QUESTIONS FOR REVIEW

I. The awakening in verse.

In what country did the sonnet originate? What poet's name is associated with its origin?

How many lines in a sonnet? How many feet in the line?

Into what parts is the "Italian" sonnet divided? Give the rhyme system of each part.

Give the rhyme system of the "Shakspere" sonnet.

State the advantages of each type.

Write, if you can, a sonnet of each kind.

Who introduced the sonnet into English verse?

Who first used blank verse in English? Why is blank verse important?

II. The awakening in prose.

Why had learned men neglected English? In what language had they expressed themselves? Why?
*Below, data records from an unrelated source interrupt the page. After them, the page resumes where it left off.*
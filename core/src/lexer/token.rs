use core::fmt;

use crate::parser::Span;

#[derive(Debug, Copy, Clone, PartialEq, Eq, Hash)]
pub enum TokenKind {
    String,
    Number,
    Boolean,
    Null,
    Identifier,
    Operator,
    /// `@name`; the token text holds the name without the `@`.
    Function,
    Dot,
    BracketLeft,
    BracketRight,
    ParenLeft,
    ParenRight,
    Comma,
    Question,
    Colon,
    Dollar,
}

impl TokenKind {
    /// Whether a token of this kind can be the last token of an operand.
    ///
    /// Decides if a `-` directly before a digit belongs to a number literal.
    pub fn ends_operand(self) -> bool {
        matches!(
            self,
            TokenKind::String
                | TokenKind::Number
                | TokenKind::Boolean
                | TokenKind::Null
                | TokenKind::Identifier
                | TokenKind::BracketRight
                | TokenKind::ParenRight
                | TokenKind::Dollar
        )
    }

    pub fn describe(self) -> &'static str {
        match self {
            TokenKind::String => "string",
            TokenKind::Number => "number",
            TokenKind::Boolean => "boolean",
            TokenKind::Null => "null",
            TokenKind::Identifier => "identifier",
            TokenKind::Operator => "operator",
            TokenKind::Function => "function",
            TokenKind::Dot => "'.'",
            TokenKind::BracketLeft => "'['",
            TokenKind::BracketRight => "']'",
            TokenKind::ParenLeft => "'('",
            TokenKind::ParenRight => "')'",
            TokenKind::Comma => "','",
            TokenKind::Question => "'?'",
            TokenKind::Colon => "':'",
            TokenKind::Dollar => "'$'",
        }
    }
}

impl fmt::Display for TokenKind {
    fn fmt(&self, f: &mut fmt::Formatter<'_>) -> fmt::Result {
        f.write_str(self.describe())
    }
}

/// A typed slice of source text.
///
/// `text` is the cooked value: string literals are unescaped and function
/// tokens drop the leading `@`. `span` always covers the raw source.
#[derive(Debug, Clone, PartialEq)]
pub struct Token {
    pub kind: TokenKind,
    pub text: String,
    pub span: Span,
}

impl Token {
    pub fn new(kind: TokenKind, text: impl Into<String>, span: Span) -> Self {
        Self {
            kind,
            text: text.into(),
            span,
        }
    }

    pub fn is(&self, kind: TokenKind) -> bool {
        self.kind == kind
    }

    pub fn is_operator(&self, text: &str) -> bool {
        self.kind == TokenKind::Operator && self.text == text
    }
}
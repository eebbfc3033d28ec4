//! Core evaluation logic.

use std::borrow::Cow;
use std::panic::{AssertUnwindSafe, catch_unwind};
use std::time::Instant;

use smallvec::SmallVec;
use tracing::{debug, trace};

use crate::{
    evaluator::{
        EvaluatorOptions, ExecutionError, ExecutionErrorKind,
        ResourceExceededError::*,
        RuntimeError::{self, *},
        operators,
    },
    parser::{BoolOp, Expr, Literal, Node, Program, UnaryOp},
    registry::FunctionLookup,
    values::{Context, FunctionError, UNKNOWN_ERROR, Value},
};

/// Evaluator for parsed expressions.
///
/// Values read from the context are borrowed for as long as possible and only
/// cloned when they become part of a computed result.
pub struct Evaluator<'a> {
    options: EvaluatorOptions,
    context: &'a Context,
    functions: &'a dyn FunctionLookup,
    deadline: Option<Instant>,
    depth: usize,
}

impl<'a> Evaluator<'a> {
    /// Create a new evaluator with the given options.
    pub fn new(
        options: EvaluatorOptions,
        context: &'a Context,
        functions: &'a dyn FunctionLookup,
    ) -> Self {
        Self {
            options,
            context,
            functions,
            deadline: None,
            depth: 0,
        }
    }

    /// Evaluate a program. The timeout, if any, starts now.
    pub fn eval(&mut self, program: &Program) -> Result<Value, ExecutionError> {
        self.deadline = self.options.timeout.map(|timeout| Instant::now() + timeout);
        self.depth = 0;
        let result = self.eval_node(&program.root).map(Cow::into_owned);
        if let Err(error) = &result {
            debug!(%error, "evaluation failed");
        }
        result
    }

    fn error<T>(&self, node: &Node, kind: impl Into<ExecutionErrorKind>) -> Result<T, ExecutionError> {
        Err(ExecutionError::new(kind, node.span.clone()))
    }

    fn check_deadline(&self, node: &Node) -> Result<(), ExecutionError> {
        let (Some(deadline), Some(timeout)) = (self.deadline, self.options.timeout) else {
            return Ok(());
        };
        if Instant::now() >= deadline {
            return self.error(
                node,
                Timeout {
                    limit_ms: timeout.as_millis(),
                },
            );
        }
        Ok(())
    }

    /// Evaluate an expression node.
    fn eval_node(&mut self, node: &Node) -> Result<Cow<'a, Value>, ExecutionError> {
        // Check depth before recursing
        if self.depth >= self.options.max_depth {
            return self.error(
                node,
                StackOverflow {
                    depth: self.depth,
                    max_depth: self.options.max_depth,
                },
            );
        }
        self.check_deadline(node)?;

        self.depth += 1;
        let result = self.eval_node_inner(node);
        self.depth -= 1;

        result
    }

    /// Inner evaluation logic (no depth tracking).
    fn eval_node_inner(&mut self, node: &Node) -> Result<Cow<'a, Value>, ExecutionError> {
        match &node.expr {
            Expr::Literal(literal) => Ok(Cow::Owned(match literal {
                Literal::Number(n) => Value::Number(*n),
                Literal::Str(s) => Value::String(s.clone()),
                Literal::Bool(b) => Value::Bool(*b),
                Literal::Null => Value::Null,
            })),

            Expr::Ident(name) => match self.context.get(name) {
                Some(value) => Ok(Cow::Borrowed(value)),
                None => self.error(node, UndefinedVariable { name: name.clone() }),
            },

            Expr::Root => Ok(Cow::Borrowed(self.context.as_value())),

            Expr::Member {
                object,
                property,
                computed,
            } => {
                let base = self.eval_node(object)?;
                if base.is_nullish() {
                    return self.error(
                        node,
                        NullPropertyAccess {
                            property: property_label(property),
                            base: base.type_name(),
                        },
                    );
                }

                let key = match (&property.expr, *computed) {
                    (Expr::Ident(name), false) => Value::String(name.clone()),
                    _ => self.eval_node(property)?.into_owned(),
                };

                let value = match base {
                    Cow::Borrowed(base) => base.member(&key),
                    Cow::Owned(base) => {
                        let member = base.member(&key).into_owned();
                        Cow::Owned(member)
                    }
                };
                Ok(value)
            }

            Expr::Call { callee, args } => {
                let Some(function) = self.functions.resolve(callee) else {
                    return self.error(
                        node,
                        UndefinedFunction {
                            name: callee.clone(),
                        },
                    );
                };

                let mut values: SmallVec<[Value; 4]> = SmallVec::with_capacity(args.len());
                for arg in args {
                    values.push(self.eval_node(arg)?.into_owned());
                }

                trace!(function = %callee, argc = values.len(), "calling host function");
                let outcome = catch_unwind(AssertUnwindSafe(|| function.call(&values)))
                    .unwrap_or_else(|_| Err(FunctionError::unknown()));
                // A slow host function is only detected once it returns.
                self.check_deadline(node)?;

                match outcome {
                    Ok(value) => Ok(Cow::Owned(value)),
                    Err(error) => self.error(node, host_function_error(callee, error)),
                }
            }

            Expr::Binary { op, left, right } => {
                let left_val = self.eval_node(left)?;
                let right_val = self.eval_node(right)?;
                Ok(Cow::Owned(operators::eval_binary(*op, &left_val, &right_val)))
            }

            Expr::Boolean { op, left, right } => {
                let left_val = self.eval_node(left)?;

                // Short-circuit: the deciding operand is the result.
                match op {
                    BoolOp::And if !left_val.is_truthy() => Ok(left_val),
                    BoolOp::Or if left_val.is_truthy() => Ok(left_val),
                    _ => self.eval_node(right),
                }
            }

            Expr::Comparison { op, left, right } => {
                let left_val = self.eval_node(left)?;
                let right_val = self.eval_node(right)?;
                Ok(Cow::Owned(Value::Bool(operators::eval_comparison(
                    *op, &left_val, &right_val,
                ))))
            }

            Expr::Unary { op, expr, prefix } => {
                if !prefix {
                    return self.error(
                        node,
                        UnsupportedOperator {
                            op: format!("postfix {}", op.as_str()),
                        },
                    );
                }

                let operand = self.eval_node(expr)?;
                match op {
                    UnaryOp::Not => Ok(Cow::Owned(Value::Bool(!operand.is_truthy()))),
                    UnaryOp::Neg => match operand.as_number() {
                        Some(n) => Ok(Cow::Owned(Value::Number(-n))),
                        None => self.error(
                            node,
                            InvalidUnaryOperand {
                                op: op.as_str(),
                                found: operand.type_name(),
                            },
                        ),
                    },
                }
            }

            Expr::Conditional {
                test,
                consequent,
                alternate,
            } => {
                // Only the selected branch is evaluated.
                if self.eval_node(test)?.is_truthy() {
                    self.eval_node(consequent)
                } else {
                    self.eval_node(alternate)
                }
            }
        }
    }
}

/// Describe a member property for error messages without evaluating it.
fn property_label(property: &Node) -> String {
    match &property.expr {
        Expr::Ident(name) => name.clone(),
        Expr::Literal(Literal::Str(s)) => s.clone(),
        Expr::Literal(Literal::Number(n)) => Value::Number(*n).to_string(),
        other => format!("<{}>", other.kind_name()),
    }
}

fn host_function_error(name: &str, error: FunctionError) -> RuntimeError {
    let message = match error.message() {
        "" => UNKNOWN_ERROR.to_string(),
        message => message.to_string(),
    };
    HostFunction {
        name: name.to_string(),
        message,
    }
}
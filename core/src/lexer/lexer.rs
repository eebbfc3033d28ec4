//! Single-pass tokenizer.

use tracing::trace;

use super::{LexError, LexErrorKind, Token, TokenKind};
use crate::parser::Span;

/// Number of characters shown on each side of an unexpected character.
const CONTEXT_RADIUS: usize = 8;

/// Operators, longest first so that `===` wins over `==` and `=`.
const OPERATORS: [&str; 16] = [
    "===", "!==", "&&", "||", ">=", "<=", "==", "!=", ">", "<", "+", "-", "*", "/", "%", "!",
];

/// Split `source` into tokens.
///
/// Whitespace (space, tab, CR, LF) is skipped and never produces a token.
pub fn tokenize(source: &str) -> Result<Vec<Token>, LexError> {
    let tokens = Lexer::new(source).run()?;
    trace!(count = tokens.len(), "tokenized expression");
    Ok(tokens)
}

pub struct Lexer<'a> {
    source: &'a str,
    pos: usize,
    tokens: Vec<Token>,
}

impl<'a> Lexer<'a> {
    pub fn new(source: &'a str) -> Self {
        Self {
            source,
            pos: 0,
            tokens: Vec::new(),
        }
    }

    pub fn run(mut self) -> Result<Vec<Token>, LexError> {
        while let Some(ch) = self.current() {
            match ch {
                ' ' | '\t' | '\r' | '\n' => {
                    self.advance();
                }
                '"' | '\'' => self.read_string(ch)?,
                '0'..='9' => self.read_number(),
                '-' if self.starts_negative_number() => self.read_number(),
                'a'..='z' | 'A'..='Z' | '_' => self.read_word(),
                '@' => self.read_function()?,
                '.' => self.single(TokenKind::Dot),
                '[' => self.single(TokenKind::BracketLeft),
                ']' => self.single(TokenKind::BracketRight),
                '(' => self.single(TokenKind::ParenLeft),
                ')' => self.single(TokenKind::ParenRight),
                ',' => self.single(TokenKind::Comma),
                '?' => self.single(TokenKind::Question),
                ':' => self.single(TokenKind::Colon),
                '$' => self.single(TokenKind::Dollar),
                _ => self.read_operator(ch)?,
            }
        }
        Ok(self.tokens)
    }

    fn current(&self) -> Option<char> {
        self.source[self.pos..].chars().next()
    }

    fn peek(&self, offset: usize) -> Option<char> {
        self.source[self.pos..].chars().nth(offset)
    }

    fn advance(&mut self) -> Option<char> {
        let ch = self.current()?;
        self.pos += ch.len_utf8();
        Some(ch)
    }

    fn push(&mut self, kind: TokenKind, text: impl Into<String>, start: usize) {
        self.tokens
            .push(Token::new(kind, text, Span::new(start, self.pos)));
    }

    fn single(&mut self, kind: TokenKind) {
        let start = self.pos;
        if let Some(ch) = self.advance() {
            self.push(kind, ch, start);
        }
    }

    /// A `-` starts a number only when a digit follows and the previous
    /// token cannot end an operand. Whitespace plays no part in this.
    fn starts_negative_number(&self) -> bool {
        let digit_follows = self.peek(1).is_some_and(|c| c.is_ascii_digit());
        let after_operand = self
            .tokens
            .last()
            .is_some_and(|token| token.kind.ends_operand());
        digit_follows && !after_operand
    }

    fn read_string(&mut self, quote: char) -> Result<(), LexError> {
        let start = self.pos;
        self.advance();
        let mut value = String::new();

        loop {
            match self.advance() {
                None => {
                    return Err(LexError::new(
                        LexErrorKind::UnterminatedString,
                        Span::new(start, self.pos),
                    ));
                }
                Some(ch) if ch == quote => break,
                // The escaped character is taken literally.
                Some('\\') => match self.advance() {
                    Some(escaped) => value.push(escaped),
                    None => {
                        return Err(LexError::new(
                            LexErrorKind::UnterminatedString,
                            Span::new(start, self.pos),
                        ));
                    }
                },
                Some(ch) => value.push(ch),
            }
        }

        self.push(TokenKind::String, value, start);
        Ok(())
    }

    fn read_number(&mut self) {
        let start = self.pos;
        if self.current() == Some('-') {
            self.advance();
        }
        self.skip_digits();
        if self.current() == Some('.') && self.peek(1).is_some_and(|c| c.is_ascii_digit()) {
            self.advance();
            self.skip_digits();
        }
        let text = &self.source[start..self.pos];
        self.push(TokenKind::Number, text, start);
    }

    fn skip_digits(&mut self) {
        while self.current().is_some_and(|c| c.is_ascii_digit()) {
            self.advance();
        }
    }

    fn read_word(&mut self) {
        let start = self.pos;
        while self
            .current()
            .is_some_and(|c| c.is_ascii_alphanumeric() || c == '_')
        {
            self.advance();
        }
        let text = &self.source[start..self.pos];
        let kind = match text {
            "true" | "false" => TokenKind::Boolean,
            "null" => TokenKind::Null,
            _ => TokenKind::Identifier,
        };
        self.push(kind, text, start);
    }

    fn read_function(&mut self) -> Result<(), LexError> {
        let start = self.pos;
        if !self
            .peek(1)
            .is_some_and(|c| c.is_ascii_alphabetic() || c == '_')
        {
            return Err(self.unexpected('@'));
        }
        self.advance();
        let name_start = self.pos;
        while self
            .current()
            .is_some_and(|c| c.is_ascii_alphanumeric() || c == '_')
        {
            self.advance();
        }
        let name = &self.source[name_start..self.pos];
        self.push(TokenKind::Function, name, start);
        Ok(())
    }

    fn read_operator(&mut self, ch: char) -> Result<(), LexError> {
        let start = self.pos;
        let rest = &self.source[self.pos..];

        if let Some(op) = OPERATORS.iter().find(|op| rest.starts_with(**op)) {
            self.pos += op.len();
            self.push(TokenKind::Operator, *op, start);
            return Ok(());
        }

        // Lone halves of operators we do know about.
        if matches!(ch, '=' | '&' | '|') {
            self.advance();
            return Err(LexError::new(
                LexErrorKind::UnknownOperator { op: ch.to_string() },
                Span::new(start, self.pos),
            ));
        }

        Err(self.unexpected(ch))
    }

    fn unexpected(&self, ch: char) -> LexError {
        LexError::new(
            LexErrorKind::UnexpectedCharacter {
                ch,
                context: context_window(self.source, self.pos),
            },
            Span::new(self.pos, self.pos + ch.len_utf8()),
        )
    }
}

/// A few characters on either side of `pos`, for error messages.
fn context_window(source: &str, pos: usize) -> String {
    let before: Vec<char> = source[..pos].chars().rev().take(CONTEXT_RADIUS).collect();
    let after = source[pos..].chars().take(CONTEXT_RADIUS + 1);
    before.into_iter().rev().chain(after).collect()
}

/// Whether `name` can be written after `@` in a call.
pub fn is_function_name(name: &str) -> bool {
    let mut chars = name.chars();
    chars
        .next()
        .is_some_and(|c| c.is_ascii_alphabetic() || c == '_')
        && chars.all(|c| c.is_ascii_alphanumeric() || c == '_')
}
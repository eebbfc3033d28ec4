//! Tree-walking evaluator for parsed expressions.
//!
//! The evaluator interprets a [`Program`] against a [`Context`] and produces a
//! [`Value`]. Function calls are resolved by name through a [`FunctionLookup`]
//! at the moment they are evaluated, so functions registered after an
//! expression was compiled are still visible to it.
//!
//! ## Design Principles
//!
//! - **Never panic**: adversarial inputs produce errors, and a panicking host
//!   function is reported as a failed call.
//! - **Stack-safe**: depth tracking bounds recursion on deeply nested trees.
//! - **Bounded**: an optional deadline is checked before every node and after
//!   every host call.
//!
//! ## Example
//!
//! ```
//! use safeval_core::{Context, Registry, Value, evaluator, lexer, parser};
//!
//! let program = parser::parse(&lexer::tokenize("a + 1").unwrap()).unwrap();
//! let context = Context::new().with("a", 41);
//! let result = evaluator::eval(&program, &context, &Registry::new()).unwrap();
//! assert_eq!(result, Value::from(42));
//! ```

mod error;
mod eval;
mod operators;

#[cfg(test)]
mod eval_test;

use std::time::Duration;

pub use error::{ExecutionError, ExecutionErrorKind, ResourceExceededError, RuntimeError};
pub use eval::Evaluator;

use crate::parser::{DEFAULT_MAX_DEPTH, Program};
use crate::registry::FunctionLookup;
use crate::values::{Context, Value};

/// Limits applied to a single evaluation.
#[derive(Debug, Clone, Copy, PartialEq, Eq)]
pub struct EvaluatorOptions {
    /// Maximum nesting depth of nodes being evaluated at once.
    pub max_depth: usize,
    /// Wall-clock budget for the whole evaluation. `None` means unlimited.
    pub timeout: Option<Duration>,
}

impl Default for EvaluatorOptions {
    fn default() -> Self {
        Self {
            max_depth: DEFAULT_MAX_DEPTH,
            timeout: None,
        }
    }
}

/// Evaluate a program with default limits (no timeout).
pub fn eval(
    program: &Program,
    context: &Context,
    functions: &dyn FunctionLookup,
) -> Result<Value, ExecutionError> {
    eval_with_options(program, context, functions, EvaluatorOptions::default())
}

/// Evaluate a program with explicit limits.
pub fn eval_with_options(
    program: &Program,
    context: &Context,
    functions: &dyn FunctionLookup,
    options: EvaluatorOptions,
) -> Result<Value, ExecutionError> {
    Evaluator::new(options, context, functions).eval(program)
}
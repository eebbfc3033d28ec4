//! Runtime evaluation errors.
//!
//! # Error Categories
//!
//! - **Runtime errors**: failures caused by the expression or its data, such
//!   as an unbound variable, a member read through `null`, or a host function
//!   reporting an error.
//!
//! - **Resource exceeded errors**: the evaluation ran out of its budget
//!   (nesting depth or time). Any partial result is discarded.

use core::fmt;

use thiserror::Error;

use crate::parser::Span;

/// Runtime evaluation error, located at the node that failed.
#[derive(Debug, Clone, PartialEq)]
pub struct ExecutionError {
    pub kind: ExecutionErrorKind,
    pub span: Span,
}

#[derive(Debug, Clone, PartialEq)]
pub enum ExecutionErrorKind {
    Runtime(RuntimeError),
    ResourceExceeded(ResourceExceededError),
}

#[derive(Debug, Clone, PartialEq, Error)]
pub enum RuntimeError {
    #[error("Undefined variable '{name}'")]
    UndefinedVariable { name: String },

    #[error("Undefined function '@{name}'")]
    UndefinedFunction { name: String },

    #[error("Cannot read property '{property}' of {base}")]
    NullPropertyAccess {
        property: String,
        base: &'static str,
    },

    #[error("Operator '{op}' expects a number, got {found}")]
    InvalidUnaryOperand { op: &'static str, found: &'static str },

    #[error("Unsupported operator '{op}'")]
    UnsupportedOperator { op: String },

    /// A host function returned an error or panicked.
    #[error("Function '@{name}' failed: {message}")]
    HostFunction { name: String, message: String },
}

#[derive(Debug, Clone, PartialEq, Error)]
pub enum ResourceExceededError {
    #[error("Evaluation stack overflow: depth {depth} exceeds maximum of {max_depth}")]
    StackOverflow { depth: usize, max_depth: usize },

    #[error("Evaluation exceeded the time limit of {limit_ms} ms")]
    Timeout { limit_ms: u128 },
}

impl ExecutionError {
    pub fn new(kind: impl Into<ExecutionErrorKind>, span: Span) -> Self {
        Self {
            kind: kind.into(),
            span,
        }
    }
}

impl fmt::Display for ExecutionErrorKind {
    fn fmt(&self, f: &mut fmt::Formatter<'_>) -> fmt::Result {
        match self {
            ExecutionErrorKind::Runtime(e) => write!(f, "{}", e),
            ExecutionErrorKind::ResourceExceeded(e) => write!(f, "{}", e),
        }
    }
}

impl fmt::Display for ExecutionError {
    fn fmt(&self, f: &mut fmt::Formatter<'_>) -> fmt::Result {
        write!(f, "{} at {}", self.kind, self.span)
    }
}

// Convenient conversions for error construction
impl From<RuntimeError> for ExecutionErrorKind {
    fn from(e: RuntimeError) -> Self {
        ExecutionErrorKind::Runtime(e)
    }
}

impl From<ResourceExceededError> for ExecutionErrorKind {
    fn from(e: ResourceExceededError) -> Self {
        ExecutionErrorKind::ResourceExceeded(e)
    }
}

impl std::error::Error for ExecutionError {}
What effect had the study of Greek and Latin upon English prose?
What did Ascham write? For what is he important?
Compare the prose extract given with earlier prose. Compare
it with later prose.
What differences do you observe?

CHAPTER III

THE ELIZABETHAN OUTBREAK: POETRY

We have seen, on pages 128-136, the causes of the outbreak of creative art that marked the age of Elizabeth. The poet who marks the beginning of this poetic spring is EDMUND SPENSER. If we follow along the tide of poetry from Chaucer to Spenser, we

Spenser

find nowhere in the interval a man who can be compared with either. Let us see, since Spenser is at once of the old and the new, in what respects he is typical of each.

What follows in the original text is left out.